Benchmark

AlphaZero.Benchmark — Module

Utilities to evaluate players against one another.

Typically, between each training iteration, different players that possibly depend on the current neural network compete against a set of baselines.

source

AlphaZero.Benchmark.Report — Type

Benchmark.Report = Vector{Benchmark.DuelOutcome}

A benchmark report is a vector of Benchmark.DuelOutcome objects.

source

Duels

AlphaZero.Benchmark.Duel — Type

Benchmark.Duel(player, baseline; num_games)

Specify a duel that consists in num_games games between player and baseline, each of them of type Benchmark.Player.

Optional keyword arguments

reset_every: if set, the MCTS tree is reset every reset_mcts_every games to avoid running out of memory
color_policy has type ColorPolicy and is ALTERNATE_COLORS by default

source

AlphaZero.Benchmark.DuelOutcome — Type

Benchmark.DuelOutcome

The outcome of a duel between two players.

Fields

player and baseline are String fields containing the names of both players involved in the duel
avgz is the average reward collected by player
redundancy is the ratio of duplicate positions encountered during the evaluation, not counting the initial position. If this number is too high, you may want to increase the move selection temperature.
rewards is a vector containing all rewards collected by player (one per game played)
time is the computing time spent running the duel, in seconds

source

AlphaZero.Benchmark.run — Function

Benchmark.run(env::Env, duel::Benchmark.Duel, progress=nothing)

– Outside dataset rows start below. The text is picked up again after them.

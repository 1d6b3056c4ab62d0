//! Semantic LLM Gateway
//!
//! An OpenAI-compatible streaming gateway that answers semantically
//! equivalent prompts from a vector-similarity cache:
//! - Cache hits are replayed as a synthetic token stream
//! - Misses are relayed live from the upstream provider and written back
//!   to the cache in the background
//! - The cache engine can run in-process or as a separate service

pub mod api;
pub mod cli;
pub mod config;
pub mod domain;
pub mod infrastructure;

pub use config::AppConfig;

use std::sync::Arc;
use std::time::Duration;

use config::{
    resolve_api_key, CompletionConfig, EmbeddingConfig, VectorStoreConfig, VectorStoreKind,
};
use domain::{
    CacheMode, CompletionProvider, DomainError, EmbeddingProvider, SemanticCache, VectorStore,
};
use infrastructure::{
    completion::OpenAiCompletionProvider,
    embedding::OpenAiEmbeddingProvider,
    llm::HttpClient,
    semantic_cache::{RemoteSemanticCache, SemanticCacheEngine},
    services::CompletionRelay,
    vector_store::{InMemoryVectorStore, QdrantVectorStore},
};
use tracing::info;

/// Create the vector store backend selected by `vector_store.kind`
pub fn build_vector_store(config: &VectorStoreConfig) -> Result<Arc<dyn VectorStore>, DomainError> {
    match config.kind {
        VectorStoreKind::Memory => {
            info!("Using in-memory vector store");
            Ok(Arc::new(InMemoryVectorStore::new()))
        }
        VectorStoreKind::Qdrant => {
            let api_key = config
                .api_key_env
                .as_deref()
                .map(resolve_api_key)
                .transpose()?;

            info!(url = %config.url, "Using Qdrant vector store");
            Ok(Arc::new(QdrantVectorStore::connect(&config.url, api_key)?))
        }
    }
}

/// Create the OpenAI embedding provider
pub fn build_embedding_provider(
    config: &EmbeddingConfig,
) -> Result<Arc<dyn EmbeddingProvider>, DomainError> {
    let api_key = resolve_api_key(&config.api_key_env)?;
    let client = HttpClient::with_timeout("openai", Duration::from_secs(config.timeout_secs))?;

    Ok(Arc::new(OpenAiEmbeddingProvider::with_base_url(
        client,
        api_key,
        &config.model,
        config.dimensions,
        &config.base_url,
    )))
}

/// Create the upstream completion provider
pub fn build_completion_provider(
    config: &CompletionConfig,
) -> Result<Arc<dyn CompletionProvider>, DomainError> {
    let api_key = resolve_api_key(&config.api_key_env)?;
    let client = HttpClient::with_timeout("openai", Duration::from_secs(config.timeout_secs))?;

    Ok(Arc::new(OpenAiCompletionProvider::with_base_url(
        client,
        api_key,
        &config.base_url,
    )))
}

/// Bootstrap the collection and start the in-process cache engine
pub async fn start_cache_engine(config: &AppConfig) -> Result<Arc<SemanticCacheEngine>, DomainError> {
    let store = build_vector_store(&config.vector_store)?;
    let embedder = build_embedding_provider(&config.embedding)?;

    let engine =
        SemanticCacheEngine::start(config.semantic_cache.clone(), embedder, store).await?;

    Ok(Arc::new(engine))
}

/// The semantic cache the gateway talks to, local or remote per `semantic_cache.mode`
pub async fn build_semantic_cache(config: &AppConfig) -> Result<Arc<dyn SemanticCache>, DomainError> {
    match config.semantic_cache.mode {
        CacheMode::Local => {
            let engine: Arc<dyn SemanticCache> = start_cache_engine(config).await?;
            Ok(engine)
        }
        CacheMode::Remote => {
            info!(url = %config.semantic_cache.remote_url, "Using remote semantic cache");
            let client = HttpClient::with_timeout(
                "cache",
                Duration::from_secs(config.semantic_cache.remote_timeout_secs),
            )?;

            Ok(Arc::new(RemoteSemanticCache::new(
                client,
                &config.semantic_cache.remote_url,
            )))
        }
    }
}

/// Wire the relay from its cache and upstream provider
pub fn build_relay(
    config: &AppConfig,
    cache: Arc<dyn SemanticCache>,
    completion: Arc<dyn CompletionProvider>,
) -> CompletionRelay {
    CompletionRelay::new(cache, completion)
        .with_replay_chunk_size(config.relay.replay_chunk_size)
        .with_partial_write_back(config.relay.partial_write_back)
}
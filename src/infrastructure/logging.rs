//! Log output configuration and formatting layer

use serde::Deserialize;
use tracing::Subscriber;
use tracing_subscriber::{
    fmt::{self, format::FmtSpan},
    registry::LookupSpan,
    Layer,
};

#[derive(Debug, Clone, Deserialize)]
pub struct LoggingConfig {
    /// Default filter directive; `RUST_LOG` takes precedence
    #[serde(default = "default_level")]
    pub level: String,
    #[serde(default)]
    pub format: LogFormat,
}

#[derive(Debug, Clone, Copy, Deserialize, Default, PartialEq, Eq)]
#[serde(rename_all = "lowercase")]
pub enum LogFormat {
    #[default]
    Pretty,
    Json,
}

fn default_level() -> String {
    "info".to_string()
}

impl Default for LoggingConfig {
    fn default() -> Self {
        Self {
            level: default_level(),
            format: LogFormat::default(),
        }
    }
}

/// Formatting layer for the configured output format
pub fn fmt_layer<S>(config: &LoggingConfig) -> Box<dyn Layer<S> + Send + Sync>
where
    S: Subscriber + for<'a> LookupSpan<'a>,
{
    match config.format {
        LogFormat::Json => fmt::layer()
            .json()
            .with_span_events(FmtSpan::CLOSE)
            .with_target(true)
            .with_thread_ids(true)
            .with_file(true)
            .with_line_number(true)
            .boxed(),
        LogFormat::Pretty => fmt::layer()
            .pretty()
            .with_target(true)
            .with_span_events(FmtSpan::CLOSE)
            .boxed(),
    }
}
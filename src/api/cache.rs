//! Network endpoints of the standalone cache service
//!
//! A thin shim over [`SemanticCache`] so the engine can run in its own
//! process; `RemoteSemanticCache` is the matching client.

use axum::{extract::State, routing::post, Router};
use tracing::warn;

use crate::api::state::CacheServiceState;
use crate::api::types::{ApiError, Json, LookupRequest, RecordResponse};
use crate::domain::{CacheLookupResult, CacheRecord};

/// Create the cache service router
pub fn create_cache_router() -> Router<CacheServiceState> {
    Router::new()
        .route("/v1/cache/lookup", post(lookup))
        .route("/v1/cache/record", post(record))
}

/// POST /v1/cache/lookup
///
/// A failed lookup is reported as 503 so callers can tell "cache
/// unavailable" apart from a miss.
async fn lookup(
    State(state): State<CacheServiceState>,
    Json(request): Json<LookupRequest>,
) -> Result<Json<CacheLookupResult>, ApiError> {
    state
        .cache
        .lookup(&request.prompt, &request.model)
        .await
        .map(Json)
        .map_err(|e| {
            warn!(model = %request.model, error = %e, "Cache lookup failed");
            ApiError::unavailable(e.to_string())
        })
}

/// POST /v1/cache/record
async fn record(
    State(state): State<CacheServiceState>,
    Json(record): Json<CacheRecord>,
) -> Json<RecordResponse> {
    let accepted = state.cache.record(record).await;
    Json(RecordResponse { accepted })
}

#[cfg(test)]
mod tests {
    use super::*;
    use crate::api::router::create_cache_service_router;
    use crate::domain::semantic_cache::RecordingSemanticCache;
    use axum::body::Body;
    use axum::http::{header, Request, StatusCode};
    use axum::response::Response;
    use serde_json::{json, Value};
    use std::sync::Arc;
    use tower::ServiceExt;

    fn post(uri: &str, body: Value) -> Request<Body> {
        Request::builder()
            .method("POST")
            .uri(uri)
            .header(header::CONTENT_TYPE, "application/json")
            .body(Body::from(body.to_string()))
            .unwrap()
    }

    async fn json_body(response: Response) -> Value {
        let bytes = axum::body::to_bytes(response.into_body(), usize::MAX)
            .await
            .unwrap();
        serde_json::from_slice(&bytes).unwrap()
    }

    #[tokio::test]
    async fn test_lookup_hit() {
        let cache = Arc::new(RecordingSemanticCache::with_answer("Paris"));
        let app = create_cache_service_router(CacheServiceState::new(cache), None);

        let response = app
            .oneshot(post(
                "/v1/cache/lookup",
                json!({"prompt": "capital of France?", "model": "gpt-4o"}),
            ))
            .await
            .unwrap();

        assert_eq!(response.status(), StatusCode::OK);
        assert_eq!(json_body(response).await, json!({"hit": true, "answer": "Paris"}));
    }

    #[tokio::test]
    async fn test_lookup_miss() {
        let cache = Arc::new(RecordingSemanticCache::new());
        let app = create_cache_service_router(CacheServiceState::new(cache), None);

        let response = app
            .oneshot(post("/v1/cache/lookup", json!({"prompt": "q", "model": "m"})))
            .await
            .unwrap();

        assert_eq!(json_body(response).await["hit"], json!(false));
    }

    #[tokio::test]
    async fn test_lookup_failure_is_unavailable() {
        let cache = Arc::new(RecordingSemanticCache::failing("qdrant down"));
        let app = create_cache_service_router(CacheServiceState::new(cache), None);

        let response = app
            .oneshot(post("/v1/cache/lookup", json!({"prompt": "q", "model": "m"})))
            .await
            .unwrap();

        assert_eq!(response.status(), StatusCode::SERVICE_UNAVAILABLE);
        let body = json_body(response).await;
        assert_eq!(body["error"]["type"], "service_unavailable_error");
    }

    #[tokio::test]
    async fn test_record_is_forwarded_to_engine() {
        let cache = Arc::new(RecordingSemanticCache::new());
        let app = create_cache_service_router(CacheServiceState::new(cache.clone()), None);

        let response = app
            .oneshot(post(
                "/v1/cache/record",
                json!({"prompt": "q", "response": "a", "model": "m", "token_usage": 9}),
            ))
            .await
            .unwrap();

        assert_eq!(json_body(response).await, json!({"accepted": true}));
        assert_eq!(cache.records(), vec![CacheRecord::new("q", "a", "m", 9)]);
    }

    #[tokio::test]
    async fn test_record_rejects_malformed_body() {
        let cache = Arc::new(RecordingSemanticCache::new());
        let app = create_cache_service_router(CacheServiceState::new(cache.clone()), None);

        let response = app
            .oneshot(post("/v1/cache/record", json!({"prompt": "q"})))
            .await
            .unwrap();

        assert_eq!(response.status(), StatusCode::UNPROCESSABLE_ENTITY);
        assert!(cache.records().is_empty());
    }
}
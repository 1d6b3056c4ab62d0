use async_trait::async_trait;
use bytes::Bytes;
use futures::{Stream, StreamExt};
use std::pin::Pin;
use std::time::Duration;

use crate::domain::DomainError;

/// Stream type for HTTP responses
pub type ByteStream = Pin<Box<dyn Stream<Item = Result<Bytes, DomainError>> + Send>>;

/// Trait for HTTP client operations (for mocking)
#[async_trait]
pub trait HttpClientTrait: Send + Sync + std::fmt::Debug {
    async fn post_json(
        &self,
        url: &str,
        headers: Vec<(&str, &str)>,
        body: &serde_json::Value,
    ) -> Result<serde_json::Value, DomainError>;

    async fn post_json_stream(
        &self,
        url: &str,
        headers: Vec<(&str, &str)>,
        body: &serde_json::Value,
    ) -> Result<ByteStream, DomainError>;
}

/// Real HTTP client using reqwest
#[derive(Debug, Clone)]
pub struct HttpClient {
    client: reqwest::Client,
    /// Name reported in provider errors
    label: &'static str,
}

impl HttpClient {
    /// Client whose requests (including streamed bodies) are bounded by `timeout`.
    /// A zero timeout means no limit.
    pub fn with_timeout(label: &'static str, timeout: Duration) -> Result<Self, DomainError> {
        let mut builder = reqwest::Client::builder();
        if !timeout.is_zero() {
            builder = builder.timeout(timeout);
        }

        let client = builder.build().map_err(|e| {
            DomainError::configuration(format!("Failed to build HTTP client: {}", e))
        })?;

        Ok(Self { client, label })
    }

    async fn send(
        &self,
        url: &str,
        headers: Vec<(&str, &str)>,
        body: &serde_json::Value,
    ) -> Result<reqwest::Response, DomainError> {
        let mut request = self.client.post(url);

        for (key, value) in headers {
            request = request.header(key, value);
        }

        let response = request
            .json(body)
            .send()
            .await
            .map_err(|e| DomainError::provider(self.label, format!("Request failed: {}", e)))?;

        if !response.status().is_success() {
            let status = response.status();
            let error_body = response.text().await.unwrap_or_default();
            return Err(DomainError::provider(
                self.label,
                format!("HTTP {}: {}", status, error_body),
            ));
        }

        Ok(response)
    }
}

#[async_trait]
impl HttpClientTrait for HttpClient {
    async fn post_json(
        &self,
        url: &str,
        headers: Vec<(&str, &str)>,
        body: &serde_json::Value,
    ) -> Result<serde_json::Value, DomainError> {
        let label = self.label;

        self.send(url, headers, body)
            .await?
            .json()
            .await
            .map_err(|e| DomainError::provider(label, format!("Failed to parse response: {}", e)))
    }

    async fn post_json_stream(
        &self,
        url: &str,
        headers: Vec<(&str, &str)>,
        body: &serde_json::Value,
    ) -> Result<ByteStream, DomainError> {
        let label = self.label;
        let response = self.send(url, headers, body).await?;

        let stream = response.bytes_stream().map(move |result| {
            result.map_err(|e| DomainError::provider(label, format!("Stream error: {}", e)))
        });

        Ok(Box::pin(stream))
    }
}
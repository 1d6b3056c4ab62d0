//! Wire types for the cache service endpoints

use serde::{Deserialize, Serialize};

/// Body of `POST /v1/cache/lookup`
#[derive(Debug, Clone, Serialize, Deserialize)]
pub struct LookupRequest {
    pub prompt: String,
    pub model: String,
}

/// Body returned by `POST /v1/cache/record`
#[derive(Debug, Clone, Copy, Serialize, Deserialize)]
pub struct RecordResponse {
    pub accepted: bool,
}
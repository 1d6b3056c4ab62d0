//! OpenAI-compatible error types

use axum::{
    http::StatusCode,
    response::{IntoResponse, Response},
    Json,
};
use serde::{Deserialize, Serialize};

use crate::domain::DomainError;

/// Error types matching OpenAI API
#[derive(Debug, Clone, Copy, PartialEq, Eq, Serialize, Deserialize)]
#[serde(rename_all = "snake_case")]
pub enum ApiErrorType {
    InvalidRequestError,
    NotFoundError,
    ServerError,
    UpstreamError,
    ServiceUnavailableError,
}

impl std::fmt::Display for ApiErrorType {
    fn fmt(&self, f: &mut std::fmt::Formatter<'_>) -> std::fmt::Result {
        match self {
            Self::InvalidRequestError => write!(f, "invalid_request_error"),
            Self::NotFoundError => write!(f, "not_found_error"),
            Self::ServerError => write!(f, "server_error"),
            Self::UpstreamError => write!(f, "upstream_error"),
            Self::ServiceUnavailableError => write!(f, "service_unavailable_error"),
        }
    }
}

/// OpenAI-compatible error response
#[derive(Debug, Clone, Serialize, Deserialize)]
pub struct ApiErrorResponse {
    pub error: ApiErrorDetail,
}

/// Error detail structure
#[derive(Debug, Clone, Serialize, Deserialize)]
pub struct ApiErrorDetail {
    pub message: String,
    #[serde(rename = "type")]
    pub error_type: ApiErrorType,
    #[serde(skip_serializing_if = "Option::is_none")]
    pub param: Option<String>,
    #[serde(skip_serializing_if = "Option::is_none")]
    pub code: Option<String>,
}

/// API error with status code
#[derive(Debug)]
pub struct ApiError {
    pub status: StatusCode,
    pub response: ApiErrorResponse,
}

impl ApiError {
    pub fn new(status: StatusCode, error_type: ApiErrorType, message: impl Into<String>) -> Self {
        Self {
            status,
            response: ApiErrorResponse {
                error: ApiErrorDetail {
                    message: message.into(),
                    error_type,
                    param: None,
                    code: None,
                },
            },
        }
    }

    /// Add parameter info
    pub fn with_param(mut self, param: impl Into<String>) -> Self {
        self.response.error.param = Some(param.into());
        self
    }

    /// Add error code
    pub fn with_code(mut self, code: impl Into<String>) -> Self {
        self.response.error.code = Some(code.into());
        self
    }

    pub fn bad_request(message: impl Into<String>) -> Self {
        Self::new(StatusCode::BAD_REQUEST, ApiErrorType::InvalidRequestError, message)
    }

    pub fn not_found(message: impl Into<String>) -> Self {
        Self::new(StatusCode::NOT_FOUND, ApiErrorType::NotFoundError, message)
    }

    pub fn internal(message: impl Into<String>) -> Self {
        Self::new(StatusCode::INTERNAL_SERVER_ERROR, ApiErrorType::ServerError, message)
    }

    /// Upstream provider could not be reached
    pub fn bad_gateway(message: impl Into<String>) -> Self {
        Self::new(StatusCode::BAD_GATEWAY, ApiErrorType::UpstreamError, message)
    }

    pub fn unavailable(message: impl Into<String>) -> Self {
        Self::new(
            StatusCode::SERVICE_UNAVAILABLE,
            ApiErrorType::ServiceUnavailableError,
            message,
        )
    }
}

impl IntoResponse for ApiError {
    fn into_response(self) -> Response {
        (self.status, Json(self.response)).into_response()
    }
}

impl From<DomainError> for ApiError {
    fn from(err: DomainError) -> Self {
        match &err {
            DomainError::Validation { message } => Self::bad_request(message),
            DomainError::Provider { provider, message } => {
                Self::bad_gateway(format!("{}: {}", provider, message))
            }
            DomainError::Embedding { .. }
            | DomainError::VectorStore { .. }
            | DomainError::Cache { .. } => Self::unavailable(err.to_string()),
            DomainError::Configuration { message } => Self::internal(message),
            DomainError::Internal { message } => Self::internal(message),
        }
    }
}

impl std::fmt::Display for ApiError {
    fn fmt(&self, f: &mut std::fmt::Formatter<'_>) -> std::fmt::Result {
        write!(
            f,
            "{}: {}",
            self.response.error.error_type, self.response.error.message
        )
    }
}

impl std::error::Error for ApiError {}

#[cfg(test)]
mod tests {
    use super::*;

    #[test]
    fn test_api_error_creation() {
        let err = ApiError::bad_request("messages cannot be empty");
        assert_eq!(err.status, StatusCode::BAD_REQUEST);
        assert_eq!(err.response.error.error_type, ApiErrorType::InvalidRequestError);
        assert_eq!(err.response.error.message, "messages cannot be empty");
    }

    #[test]
    fn test_api_error_with_param() {
        let err = ApiError::bad_request("Invalid value")
            .with_param("temperature")
            .with_code("invalid_type");

        assert_eq!(err.response.error.param, Some("temperature".to_string()));
        assert_eq!(err.response.error.code, Some("invalid_type".to_string()));
    }

    #[test]
    fn test_domain_error_conversion() {
        let cases = [
            (DomainError::validation("bad"), StatusCode::BAD_REQUEST),
            (
                DomainError::provider("openai", "connection refused"),
                StatusCode::BAD_GATEWAY,
            ),
            (DomainError::embedding("down"), StatusCode::SERVICE_UNAVAILABLE),
            (DomainError::vector_store("down"), StatusCode::SERVICE_UNAVAILABLE),
            (DomainError::cache("down"), StatusCode::SERVICE_UNAVAILABLE),
            (DomainError::internal("oops"), StatusCode::INTERNAL_SERVER_ERROR),
        ];

        for (domain_err, status) in cases {
            let api_err: ApiError = domain_err.into();
            assert_eq!(api_err.status, status);
        }
    }

    #[test]
    fn test_provider_error_message() {
        let api_err: ApiError = DomainError::provider("openai", "HTTP 500").into();

        assert_eq!(api_err.response.error.message, "openai: HTTP 500");
        assert_eq!(api_err.response.error.error_type, ApiErrorType::UpstreamError);
    }

    #[test]
    fn test_error_serialization() {
        let err = ApiError::unavailable("cache offline");
        let json = serde_json::to_string(&err.response).unwrap();

        assert!(json.contains("\"type\":\"service_unavailable_error\""));
        assert!(json.contains("cache offline"));
        assert!(!json.contains("param"));
    }
}
//! JSON extractor whose rejections use the API error envelope

use axum::{
    extract::{rejection::JsonRejection as AxumRejection, FromRequest, Request},
    response::{IntoResponse, Response},
    Json as AxumJson,
};
use serde::de::DeserializeOwned;

use super::error::ApiError;

/// Drop-in replacement for `axum::Json`.
///
/// A body that fails to parse is rejected before the handler runs, so no
/// cache or upstream work happens for malformed requests.
#[derive(Debug, Clone, Copy, Default)]
pub struct Json<T>(pub T);

impl<T> Json<T> {
    pub fn into_inner(self) -> T {
        self.0
    }
}

impl<S, T> FromRequest<S> for Json<T>
where
    T: DeserializeOwned,
    S: Send + Sync,
{
    type Rejection = ApiError;

    async fn from_request(req: Request, state: &S) -> Result<Self, Self::Rejection> {
        AxumJson::<T>::from_request(req, state)
            .await
            .map(|AxumJson(value)| Json(value))
            .map_err(rejection_to_error)
    }
}

impl<T> IntoResponse for Json<T>
where
    T: serde::Serialize,
{
    fn into_response(self) -> Response {
        AxumJson(self.0).into_response()
    }
}

fn rejection_to_error(rejection: AxumRejection) -> ApiError {
    let message = match &rejection {
        AxumRejection::JsonDataError(err) => format!("Invalid JSON data: {}", err.body_text()),
        AxumRejection::JsonSyntaxError(err) => {
            format!("Invalid JSON syntax: {}", err.body_text())
        }
        AxumRejection::MissingJsonContentType(_) => {
            "Missing Content-Type header. Expected 'application/json'.".to_string()
        }
        AxumRejection::BytesRejection(err) => {
            format!("Failed to read request body: {}", err.body_text())
        }
        _ => "Invalid JSON request".to_string(),
    };

    let mut error = ApiError::bad_request(message).with_code("json_parse_error");
    error.status = rejection.status();
    error
}
//! Line-level parsing of an OpenAI-compatible SSE body

use serde::Deserialize;

/// Reassembles lines from arbitrarily split network reads
#[derive(Debug, Default)]
pub(crate) struct SseLineBuffer {
    pending: Vec<u8>,
}

impl SseLineBuffer {
    /// Append bytes and return every line completed by them, without the
    /// trailing `\n` / `\r\n`.
    pub fn push(&mut self, bytes: &[u8]) -> Vec<String> {
        self.pending.extend_from_slice(bytes);

        let mut lines = Vec::new();
        while let Some(pos) = self.pending.iter().position(|b| *b == b'\n') {
            let mut line: Vec<u8> = self.pending.drain(..=pos).collect();
            line.pop();
            if line.last() == Some(&b'\r') {
                line.pop();
            }
            lines.push(String::from_utf8_lossy(&line).into_owned());
        }
        lines
    }

    /// Whatever is left once the body has ended
    pub fn finish(self) -> Option<String> {
        let rest = String::from_utf8_lossy(&self.pending).trim().to_string();
        (!rest.is_empty()).then_some(rest)
    }
}

/// Meaning of one SSE line
#[derive(Debug, Clone, PartialEq, Eq)]
pub(crate) enum SseLine {
    /// Blank, comment, or unparseable line
    Skip,
    /// The `[DONE]` sentinel
    Done,
    /// Upstream reported an error inside the stream
    Error(String),
    Data {
        content: Option<String>,
        finished: bool,
        total_tokens: Option<u32>,
    },
}

pub(crate) fn parse_line(line: &str) -> SseLine {
    let Some(data) = line.strip_prefix("data:") else {
        return SseLine::Skip;
    };
    let data = data.trim();

    if data == "[DONE]" {
        return SseLine::Done;
    }

    let Ok(chunk) = serde_json::from_str::<StreamChunk>(data) else {
        return SseLine::Skip;
    };

    if let Some(error) = chunk.error {
        return SseLine::Error(error.message);
    }

    let choice = chunk.choices.into_iter().next();
    let finished = choice
        .as_ref()
        .is_some_and(|c| c.finish_reason.as_deref().is_some_and(|r| !r.is_empty()));
    let content = choice
        .and_then(|c| c.delta.and_then(|d| d.content))
        .filter(|c| !c.is_empty());
    let total_tokens = chunk
        .usage
        .map(|u| u.total_tokens)
        .filter(|total| *total > 0);

    SseLine::Data {
        content,
        finished,
        total_tokens,
    }
}

#[derive(Debug, Deserialize)]
struct StreamChunk {
    #[serde(default)]
    choices: Vec<StreamChoice>,
    usage: Option<StreamUsage>,
    error: Option<StreamError>,
}

#[derive(Debug, Deserialize)]
struct StreamChoice {
    delta: Option<StreamDelta>,
    finish_reason: Option<String>,
}

#[derive(Debug, Deserialize)]
struct StreamDelta {
    content: Option<String>,
}

#[derive(Debug, Deserialize)]
struct StreamUsage {
    #[serde(default)]
    total_tokens: u32,
}

#[derive(Debug, Deserialize)]
struct StreamError {
    #[serde(default)]
    message: String,
}
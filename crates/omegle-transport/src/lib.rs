//! Transport abstraction layer for the Omegle session client
//!
//! The session only ever needs one primitive from the network: send a request
//! and get back a status and body, or learn that the request failed. This
//! crate defines that primitive as a trait and ships a `reqwest` backed
//! implementation of it.
//!
//! # Architecture
//!
//! - **Transport trait**: Generic interface for any transport implementation
//! - **HTTP transport**: Plain HTTP/1.1 client via reqwest

#![deny(unsafe_code)]
#![warn(missing_docs)]
//! - **Error handling**: Failures are reported, never retried
//!
//! # Usage
//!
//! ```ignore
//! use omegle_transport::{HttpRequest, HttpTransport, Transport};
//!
//! let transport = HttpTransport::new()?;
//! let request = HttpRequest::post("http://omegle.com/events")
//!     .with_form_body([("id", "central2:abc")]);
//! let response = transport.send_http(request).await?;
//! ```

pub mod error;
pub mod http;
pub mod traits;

// Re-export commonly used types
pub use error::{Result, TransportError};
pub use http::{HttpTransport, HttpTransportConfig};
pub use traits::{HttpRequest, HttpResponse, Transport};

Run a benchmark duel and return a Benchmark.DuelOutcome.

If a progress is provided, next!(progress) is called after each simulated game.

source

Players

AlphaZero.Benchmark.Player — Type

Benchmark.Player

Abstract type to specify a player that can be featured in a benchmark duel.

Subtypes must implement the following functions:

Benchmark.instantiate(player, nn): instantiate the player specification into an AbstractPlayer given a neural network
Benchmark.name(player): return a String describing the player

source

AlphaZero.Benchmark.Full — Type

Benchmark.Full(params) <: Benchmark.Player

Full AlphaZero player that combines MCTS with the learnt network.

Argument params has type MctsParams.

source

AlphaZero.Benchmark.NetworkOnly — Type

Benchmark.NetworkOnly(;use_gpu=true, τ=1.0) <: Benchmark.Player

Player that uses the policy output by the learnt network directly, instead of relying on MCTS.

source

AlphaZero.Benchmark.MctsRollouts — Type

Benchmark.MctsRollouts(params) <: Benchmark.Player

Pure MCTS baseline that uses rollouts to evaluate new positions.

Argument params has type MctsParams.

source

AlphaZero.Benchmark.MinMaxTS — Type

Benchmark.MinMaxTS(;depth, τ=0.) <: Benchmark.Player

Minmax baseline, which relies on MinMax.Player.

source

AlphaZero.Benchmark.Solver — Type

Benchmark.Solver(;ϵ) <: Benchmark.Player

Perfect solver that plays randomly with probability ϵ.

source

Minmax Baseline

AlphaZero.MinMax — Module

A simple implementation of the minmax tree search algorithm, to be used as a baseline against AlphaZero. Heuristic board values are provided by the GameInterface.heuristic_value function.

source

AlphaZero.MinMax.Player — Type

MinMax.Player{Game} <: AbstractPlayer{Game}

A stochastic minmax player, to be used as a baseline.

MinMax.Player{Game}(;depth, amplify_rewards, τ=0.)

The minmax player explores the game tree exhaustively at depth depth to build an estimate of the Q-value of each available action. Then, it chooses an action as follows:

If there are winning moves (with value Inf), one of them is picked uniformly at random.
If all moves are losing (with value -Inf), one of them is picked uniformly at random.

Otherwise,

If the temperature τ is zero, a move is picked uniformly among those with maximal Q-value (there is usually only one choice).
If the temperature τ is nonzero, the probability of choosing action $a$ is proportional to $e^{\frac{q_a}{Cτ}}$ where $q_a$ is the Q value of action $a$ and $C$ is the maximum absolute value of all finite Q values, making the decision invariant to rescaling of GameInterface.heuristic_value.

If the amplify_rewards option is set to true, every received positive reward is converted to $∞$ and every negative reward is converted to $-∞$.

source